To tell or not to tell – that is the question
Wednesday 24th June 2009, 3:00PM BST.
PRIVACY, like hide and seek, is a game played to rules which are subject to change and interpretation.
You are never really sure what you are looking for, you often stumble across your quarry by accident, and the discovery is often far less compelling than the thrill of the chase. Furthermore, the players are encouraged to be devious both in the concealment and revelation.
Take the events of the past week. First there was the unexpected invitation to States Members to take their partners for the Secret Policeman’s Ball. Operation Blast drew predictable gasps of wounded pride from the usual suspects unaccustomed to being scrutinised for anything more than late arrival at House sittings, and who probably never knew they even qualified for a criminal record.
Our homeland, after all, can trace its ancestry to trusty native stock, unlike some other British outposts which owe their 19th-century origins to founders whose imported penal credentials were obligatory. So the discovery that they had been the subject of covert official prying offended their dignity, concept of fair play and rights to privacy.

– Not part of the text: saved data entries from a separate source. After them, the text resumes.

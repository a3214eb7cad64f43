//! Real-time playback using cpal

use cpal::traits::{DeviceTrait, HostTrait, StreamTrait};
use cpal::{Device, SampleFormat, Stream, StreamConfig};
use std::sync::atomic::{AtomicBool, Ordering};
use std::sync::{Arc, Mutex};

use super::{PlaybackEngine, RenderGraph};
use crate::error::RenderError;
use crate::graph::GraphDescription;

/// Real-time graph player
pub struct Player {
    stream: Option<Stream>,
    running: Arc<AtomicBool>,
}

impl Player {
    /// Create a new player
    pub fn new() -> Self {
        Self {
            stream: None,
            running: Arc::new(AtomicBool::new(false)),
        }
    }

    /// Compile the description for the default output device and start
    /// streaming it
    pub fn start(&mut self, description: &GraphDescription) -> Result<(), RenderError> {
        let host = cpal::default_host();
        let device = host
            .default_output_device()
            .ok_or(RenderError::NoOutputDevice)?;

        let config = device.default_output_config().map_err(backend)?;
        let sample_format = config.sample_format();
        let stream_config: StreamConfig = config.into();

        let graph = RenderGraph::compile(description, stream_config.sample_rate.0)?;
        let shared = Arc::new(Mutex::new(graph));

        self.running.store(true, Ordering::SeqCst);
        let running = self.running.clone();

        let stream = match sample_format {
            SampleFormat::F32 => {
                self.build_stream::<f32>(&device, &stream_config, shared, running)?
            }
            SampleFormat::I16 => {
                self.build_stream::<i16>(&device, &stream_config, shared, running)?
            }
            SampleFormat::U16 => {
                self.build_stream::<u16>(&device, &stream_config, shared, running)?
            }
            _ => return Err(RenderError::UnsupportedFormat),
        };

        stream.play().map_err(backend)?;
        self.stream = Some(stream);

        Ok(())
    }

    /// Stop playback
    pub fn stop(&mut self) {
        self.running.store(false, Ordering::SeqCst);
        self.stream = None;
    }

    /// Check if currently playing
    pub fn is_playing(&self) -> bool {
        self.running.load(Ordering::SeqCst)
    }

    fn build_stream<T: cpal::Sample + cpal::SizedSample + cpal::FromSample<f32>>(
        &self,
        device: &Device,
        config: &StreamConfig,
        graph: Arc<Mutex<RenderGraph>>,
        running: Arc<AtomicBool>,
    ) -> Result<Stream, RenderError> {
        let channels = config.channels as usize;

        let stream = device
            .build_output_stream(
                config,
                move |data: &mut [T], _: &cpal::OutputCallbackInfo| {
                    if !running.load(Ordering::SeqCst) {
                        // Fill with silence when stopped
                        for sample in data.iter_mut() {
                            *sample = T::from_sample(0.0f32);
                        }
                        return;
                    }

                    if let Ok(mut graph) = graph.try_lock() {
                        for frame in data.chunks_mut(channels) {
                            let [l, r] = graph.process();
                            write_frame(frame, l as f32, r as f32);
                        }
                    } else {
                        // Mutex locked, fill with silence
                        for sample in data.iter_mut() {
                            *sample = T::from_sample(0.0f32);
                        }
                    }
                },
                |err| {
                    eprintln!("Audio stream error: {}", err);
                },
                None,
            )
            .map_err(backend)?;

        Ok(stream)
    }
}

impl Default for Player {
    fn default() -> Self {
        Self::new()
    }
}

impl PlaybackEngine for Player {
    fn play(&mut self, description: &GraphDescription) -> Result<(), RenderError> {
        self.start(description)
    }
}

fn write_frame<T: cpal::Sample + cpal::FromSample<f32>>(frame: &mut [T], l: f32, r: f32) {
    match frame.len() {
        0 => {}
        1 => frame[0] = T::from_sample(0.5 * (l + r)),
        _ => {
            frame[0] = T::from_sample(l);
            frame[1] = T::from_sample(r);
            for sample in &mut frame[2..] {
                *sample = T::from_sample(0.0f32);
            }
        }
    }
}

fn backend(err: impl std::fmt::Display) -> RenderError {
    RenderError::Backend(err.to_string())
}

/// Get the default output device name
pub fn default_device_name() -> Option<String> {
    let host = cpal::default_host();
    host.default_output_device().and_then(|d| d.name().ok())
}

/// Sample rate of the default output device
pub fn default_output_sample_rate() -> Option<u32> {
    let host = cpal::default_host();
    let device = host.default_output_device()?;
    let config = device.default_output_config().ok()?;
    Some(config.sample_rate().0)
}

/// List all available output devices
pub fn list_output_devices() -> Vec<(String, StreamConfig)> {
    let host = cpal::default_host();
    let mut devices = Vec::new();

    if let Ok(output_devices) = host.output_devices() {
        for device in output_devices {
            if let (Ok(name), Ok(config)) = (device.name(), device.default_output_config()) {
                devices.push((name, config.into()));
            }
        }
    }

    devices
}
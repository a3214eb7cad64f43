//! Offline rendering
//!
//! Runs a compiled graph for a fixed number of frames and collects the
//! output into a buffer, decoupling synthesis cost from audible latency.

use super::{OfflineEngine, RenderGraph};
use crate::error::RenderError;
use crate::graph::GraphDescription;
use crate::synth::SampleBuffer;

/// Renders graph descriptions to stereo buffers
pub struct OfflineRenderer {
    sample_rate: u32,
}

impl OfflineRenderer {
    /// Create a renderer at the given sample rate
    pub fn new(sample_rate: u32) -> Self {
        Self { sample_rate }
    }

    /// Sample rate in Hz
    pub fn sample_rate(&self) -> u32 {
        self.sample_rate
    }
}

impl OfflineEngine for OfflineRenderer {
    fn render(
        &self,
        description: &GraphDescription,
        frames: usize,
    ) -> Result<SampleBuffer, RenderError> {
        if frames == 0 {
            return Err(RenderError::EmptyRequest);
        }

        let mut graph = RenderGraph::compile(description, self.sample_rate)?;
        let mut left = Vec::with_capacity(frames);
        let mut right = Vec::with_capacity(frames);
        for _ in 0..frames {
            let frame = graph.process();
            left.push(frame[0] as f32);
            right.push(frame[1] as f32);
        }

        Ok(SampleBuffer::stereo(left, right, self.sample_rate))
    }
}

#[cfg(test)]
mod tests {
    use super::*;
    use crate::graph::{Connection, NodeKind, NodeSpec, ParamValue};
    use std::sync::Arc;

    fn tone_graph() -> GraphDescription {
        let mut graph = GraphDescription::new();
        graph.insert(
            "osc",
            NodeSpec::new(NodeKind::Oscillator)
                .with_float("frequency", 440.0)
                .connect(Connection::Input("amp".to_string())),
        );
        graph.insert(
            "amp",
            NodeSpec::new(NodeKind::Gain)
                .with_float("gain", 0.5)
                .connect(Connection::Output),
        );
        graph
    }

    #[test]
    fn test_render_produces_requested_frame_count() {
        let renderer = OfflineRenderer::new(44100);
        let buffer = renderer.render(&tone_graph(), 4410).unwrap();

        assert_eq!(buffer.frames(), 4410);
        assert_eq!(buffer.channel_count(), 2);
        assert_eq!(buffer.sample_rate(), 44100);
        assert!(buffer.peak() > 0.1);
    }

    #[test]
    fn test_render_rejects_zero_frames() {
        let renderer = OfflineRenderer::new(44100);
        assert!(matches!(
            renderer.render(&tone_graph(), 0),
            Err(RenderError::EmptyRequest)
        ));
    }

    #[test]
    fn test_render_rejects_invalid_graph() {
        let renderer = OfflineRenderer::new(44100);
        let mut graph = GraphDescription::new();
        graph.insert(
            "amp",
            NodeSpec::new(NodeKind::Gain).connect(Connection::Input("gone".to_string())),
        );
        assert!(matches!(
            renderer.render(&graph, 100),
            Err(RenderError::Graph(_))
        ));
    }

    #[test]
    fn test_rendered_buffer_replays_through_a_playback_graph() {
        let renderer = OfflineRenderer::new(8000);
        let buffer = Arc::new(renderer.render(&tone_graph(), 800).unwrap());

        let mut playback = GraphDescription::new();
        playback.insert(
            "track",
            NodeSpec::new(NodeKind::BufferSource)
                .with_param("buffer", ParamValue::Buffer(Arc::clone(&buffer)))
                .with_param("loop", ParamValue::Bool(true))
                .connect(Connection::Input("out".to_string())),
        );
        playback.insert(
            "out",
            NodeSpec::new(NodeKind::Gain).connect(Connection::Output),
        );

        let mut compiled = RenderGraph::compile(&playback, 8000).unwrap();
        for i in 0..1600 {
            let frame = compiled.process();
            let expected = buffer.frame(i % 800);
            assert!((frame[0] - expected[0] as f64).abs() < 1e-6);
        }
    }
}
//! Two-phase render-then-loop lifecycle
//!
//! Builds the full graph against the offline engine, awaits the rendered
//! buffer, then loops that buffer through a minimal playback graph. The
//! offline render is the single suspension point; a rejected render is
//! logged and leaves the system silent, with no retry.

use crate::config::GenerationContext;
use crate::engine::{OfflineEngine, PlaybackEngine};
use crate::error::{Error, RenderError};
use crate::graph::builder;
use crate::params::{self, RandomSource};
use crate::synth::SampleBuffer;
use std::sync::Arc;
use tracing::{error, info};

/// Seconds of shared noise bed generated per piece; the source loops
const NOISE_DURATION: f64 = 3.0;

/// Lifecycle phases
#[derive(Debug, Clone, Copy, PartialEq, Eq)]
pub enum Phase {
    Idle,
    BuildingOffline,
    Rendering,
    RenderComplete,
    BuildingPlayback,
    Playing,
    Failed,
}

/// Drives one piece from generation to looping playback
pub struct Orchestrator<O, P> {
    context: GenerationContext,
    offline: Arc<O>,
    playback: P,
    phase: Phase,
}

impl<O, P> Orchestrator<O, P>
where
    O: OfflineEngine + 'static,
    P: PlaybackEngine,
{
    /// Create an orchestrator for one generation run
    pub fn new(context: GenerationContext, offline: O, playback: P) -> Self {
        Self {
            context,
            offline: Arc::new(offline),
            playback,
            phase: Phase::Idle,
        }
    }

    /// Current lifecycle phase
    pub fn phase(&self) -> Phase {
        self.phase
    }

    /// The run's generation context
    pub fn context(&self) -> &GenerationContext {
        &self.context
    }

    /// Generate voices, build the master graph, and render the full track.
    ///
    /// Rendering runs on a blocking worker; this is the only await point in
    /// the lifecycle. A rejected render moves the orchestrator to `Failed`.
    pub async fn render_track<R: RandomSource>(
        &mut self,
        rng: &mut R,
    ) -> Result<Arc<SampleBuffer>, Error> {
        self.phase = Phase::BuildingOffline;
        let config = &self.context.config;
        let voices = params::generate_voices(config, rng);
        let noise = Arc::new(params::generate_noise(
            NOISE_DURATION,
            self.context.sample_rate,
            rng,
        ));
        let graph = builder::build_master_graph(&voices, noise, config)?;

        let frames = self.context.track_frames();
        info!(
            frames,
            duration_secs = config.track_duration,
            nodes = graph.len(),
            "rendering track"
        );

        self.phase = Phase::Rendering;
        let offline = Arc::clone(&self.offline);
        let handle = tokio::task::spawn_blocking(move || offline.render(&graph, frames));

        match handle.await {
            Ok(Ok(buffer)) => {
                self.phase = Phase::RenderComplete;
                info!(frames = buffer.frames(), "render complete");
                Ok(Arc::new(buffer))
            }
            Ok(Err(err)) => {
                self.phase = Phase::Failed;
                error!(%err, "offline render failed; staying silent");
                Err(err.into())
            }
            Err(err) => {
                self.phase = Phase::Failed;
                error!(%err, "render task aborted");
                Err(Error::Render(RenderError::Backend(err.to_string())))
            }
        }
    }

    /// Build the minimal loop graph and start the real-time engine
    pub fn play_loop(&mut self, buffer: Arc<SampleBuffer>) -> Result<(), Error> {
        self.phase = Phase::BuildingPlayback;
        let graph = builder::build_playback_graph(buffer)?;
        self.playback.play(&graph)?;
        self.phase = Phase::Playing;
        info!("looping playback started");
        Ok(())
    }

    /// Full lifecycle: render the track, then loop it on success
    pub async fn run<R: RandomSource>(&mut self, rng: &mut R) -> Result<(), Error> {
        let buffer = self.render_track(rng).await?;
        self.play_loop(buffer)
    }
}
//! Declarative audio-processing graphs
//!
//! Descriptions are plain data: a keyed set of node specs and their
//! connections. The builder compiles generated parameters into them; an
//! engine realizes them as live processing.

pub mod builder;
mod description;
mod node;

pub use description::GraphDescription;
pub use node::{Connection, NodeKind, NodeSpec, ParamTarget, ParamValue};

Then, from across the water came the announcement by the beleaguered Prime Minister that the inquiry into the most hotly contentious overseas adventure of the past decade – participation in the invasion of Iraq – would be held in private in order to preserve national security and political reputations.
Hard on its heels, we were introduced to a new gem of Whitehall jargon – ‘redaction’ – which amounts to a sick joke perpetrated by Parliament where, under the banner of freedom of information, privacy (in the guise of blanking out any information that might make any sense) is used as an excuse for censorship.
Oh, and while all this was going on, along comes a guy on a Noddy trike with a high-mounted 360-degree camera designed to sneak down the tiniest alleyways between your gardens, peer over walls and reveal all your private goings-on to the Google gawpers.
Privacy – the lack or manipulation of it – is indeed a hot potato, both morally and legally. Balancing the right to know with an individual’s freedom to choose what they reveal encapsulates the code of understanding which underpins a free society.
There are issues of security, taste and decency to consider along with police powers, publicity and public appetite. Article ten of the European Convention on Human Rights protects freedom of expression. And although, traditionally, UK law has not espoused a specific ‘right to privacy’, Article eight of the Human Rights Act of 1998 offers general protection for a person’s private and family life from state interference and general prying. Not surprisingly, therefore, freedom of expression and the right to privacy frequently collide.
The problem is that people get up to mischief and behave abhorrently, and it is in the remit of a free Press and the interests of a decent society to learn about it.
No surprise, then, that lawyers for some of the most principle-challenged ‘celebs’ are scurrying to the European Court of Human Rights to attempt to impose gagging orders on the media to prevent the most outrageous examples of their clients’ behaviour from being reported – or at least to have them communicated to the offending party before publication.
It doesn’t need a genius to work out that were it to be successful, it would inevitably pave the way for an even more sinister bar on reporting the sort of financial corrupt practices carried out elsewhere. Indeed, had such a diktat been in force, it is unlikely that we would have witnessed the recent exposure of the squalid excesses of Westminster MPs.
We all have a keen appetite for information, even if we don’t necessarily match the thirst with the ability to use it profitably, while some are inherently keen to conceal it. There is, as they say, a balance to be struck.
Viewed most starkly; while the general public is faced with CCTV, ID cards, DNA banks and spy chips in wheelie bins, MPs contrive to restrict information by resorting to their little black patches, and other institutional manipulators of spin resort to more subtle ways of blanking. Most blatant of all such practices is releasing so much material that the crux is concealed or deflected within a smokescreen of chaff.
I’d happily wager that we’d all (in public, anyway) sign up to the pious fiction that as we wouldn’t want anyone exposing our own affairs, it’s not fair to pry on others. Of course, if that were true, the newsagents’ shelves would be pretty barren territory. Indeed, our general thirst for the salacious ensures that some publications openly court the boundaries and pay the price.
Across the Channel, popular weeklies such as Voici and France Dimanche regularly appear with a condamnation judiciaire notice slapped across their front pages. Not surprisingly, ‘celebs’ want it both ways: splattered all over the press when publicity is in their interest, but reclusive and litigious when they feel their ‘privacy’ has been invaded.
There is also a tension between what you want to conceal and what you are prepared to share. Computers have eroded the distinction between public and private. Once social networking ‘friends’ are let into secrets, all your activities are out in the open.
The chances are that Operation Blast will turn out to be little more than a storm in a teacup – though that won’t prevent the serial huffers and puffers from attempting to capitalise on their sense of moral outrage.
And as for the man on the tricycle, maybe Google should be advised to muse on the Pinocchio fable: the further the nose extends, the less credible its bona fides.